Взглянем на цепь рассуждений Иринея, касающихся сотерологии - учения о спасении. В качестве базовых положений своей «логики» Ириней берет несколько фрагментов из Деяний: «С великою же силою Апостолы воздавали свидетельство воскресению Господа Иисуса (ср. Деян 4:33), говоря к ним: «Бог отцов наших воскресил Иисуса, Которого вы взяли и умертвили, повесив на дереве. Его Бог возвысил в Начальника и Спасителя славою Своею, дабы дать Израилю покаяние и прощение грехов; и мы в том свидетели словам сим, и также Дух Святый, Которого Бог дал верующим в Него (ср. Деян 5:30-32). И всякий день - говорится - в храме и по домам они не переставали учить и благовествовать об Иисусе Христе (ср. Деян 5:42), Сыне Божием. Ибо таково было познание спасения, которое делает совершенным пред Богом тех, которые признают пришествие Сына Его.» (Ириней «Против ересей» III.12:5).
Вот так просто, чтобы не сказать примитивно, представляется совершенство Иринею, что же касается делающего человека свободным познания истины (ср. Ин 8:32), то в представлении Иринея оно сводится к признанию пришествия Сына Его. Вот и все! У Иринея все предельно просто, и не требуется знать никаких тайн Царствия Божия. В последующие века развития этого положения оно было сформулировано так: «Знаю Христа, бедняка распятого. С меня хватит, сын мой!» Такова простота веры во Христе, где не требуется познавать ничего другого, где не остается места мудрости, не остается места знанию. Но не та ли это простота, которая по русской народной пословице «хуже воровства»?

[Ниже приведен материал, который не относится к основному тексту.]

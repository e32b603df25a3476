//! HTTP handlers and route configuration.

mod accounts;
mod health;
mod posts;
mod users;

use actix_web::web;
use uuid::Uuid;

use crate::middleware::error::{AppError, AppResult};

/// Configure all application routes.
pub fn configure_routes(cfg: &mut web::ServiceConfig) {
    cfg.service(
        web::scope("/api")
            .app_data(json_config())
            .route("/health", web::get().to(health::health_check))
            .service(
                web::scope("/posts")
                    .route("", web::post().to(posts::create))
                    .route("", web::get().to(posts::list_by_account))
                    .route("/{id}", web::get().to(posts::fetch))
                    .route("/{id}", web::put().to(posts::update))
                    .route("/{id}", web::delete().to(posts::remove))
                    .route("/{id}/publish", web::post().to(posts::publish))
                    .route("/{id}/redact", web::post().to(posts::redact)),
            )
            .service(
                web::scope("/accounts")
                    .route("", web::post().to(accounts::create))
                    .route("", web::get().to(accounts::list))
                    .route("/{id}", web::get().to(accounts::fetch))
                    .route("/{id}", web::put().to(accounts::update))
                    .route("/{id}", web::delete().to(accounts::remove)),
            )
            .service(
                web::scope("/users")
                    .route("", web::post().to(users::create))
                    .route("", web::get().to(users::list))
                    .route("/{id}", web::get().to(users::fetch))
                    .route("/{id}", web::put().to(users::update))
                    .route("/{id}", web::delete().to(users::remove)),
            ),
    );
}

/// Malformed JSON bodies become RFC 7807 bad requests.
fn json_config() -> web::JsonConfig {
    web::JsonConfig::default()
        .error_handler(|err, _req| AppError::BadRequest(format!("malformed body: {}", err)).into())
}

/// Parse a path or query identifier, rejecting malformed values with 400.
fn parse_id(raw: &str, field: &str) -> AppResult<Uuid> {
    Uuid::parse_str(raw)
        .map_err(|_| AppError::BadRequest(format!("{} is improperly formatted", field)))
}

#[cfg(test)]
pub(crate) mod test_support {
    use std::sync::Arc;

    use divulge_core::ports::ContentStore;
    use divulge_infra::content::InMemoryContentStore;

    use crate::config::ContentConfig;
    use crate::state::AppState;

    pub fn in_memory_state() -> AppState {
        state_with_content(Arc::new(InMemoryContentStore::new()))
    }

    pub fn state_with_content(content: Arc<dyn ContentStore>) -> AppState {
        let config = ContentConfig {
            root: "unused".into(),
            extension: "md".to_string(),
        };
        AppState::in_memory(content, &config)
    }
}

Итак, «Пятеро в одном доме станут разделяться, трое против двух и двое против трех.» (Лк 12:52). В самом деле, разве возможность познания тайн Царствия Божия не устранена противопоставлением веры и надежды с любовью (трех) - как главных ценностей традиционного христианства - мудрости (двум), вместо которой мы имеем простоту? И разве для иных, стремящихся познать конец, не познав начала, мудрость и знание не стали той целью, что заслонила от них любовь с верой и надеждой? И вместо того, чтобы двум и трем быть собранными вместе, они восстают друг на друга. И нет уже пяти - познания тайн Царства Небесного - ибо пять разделены.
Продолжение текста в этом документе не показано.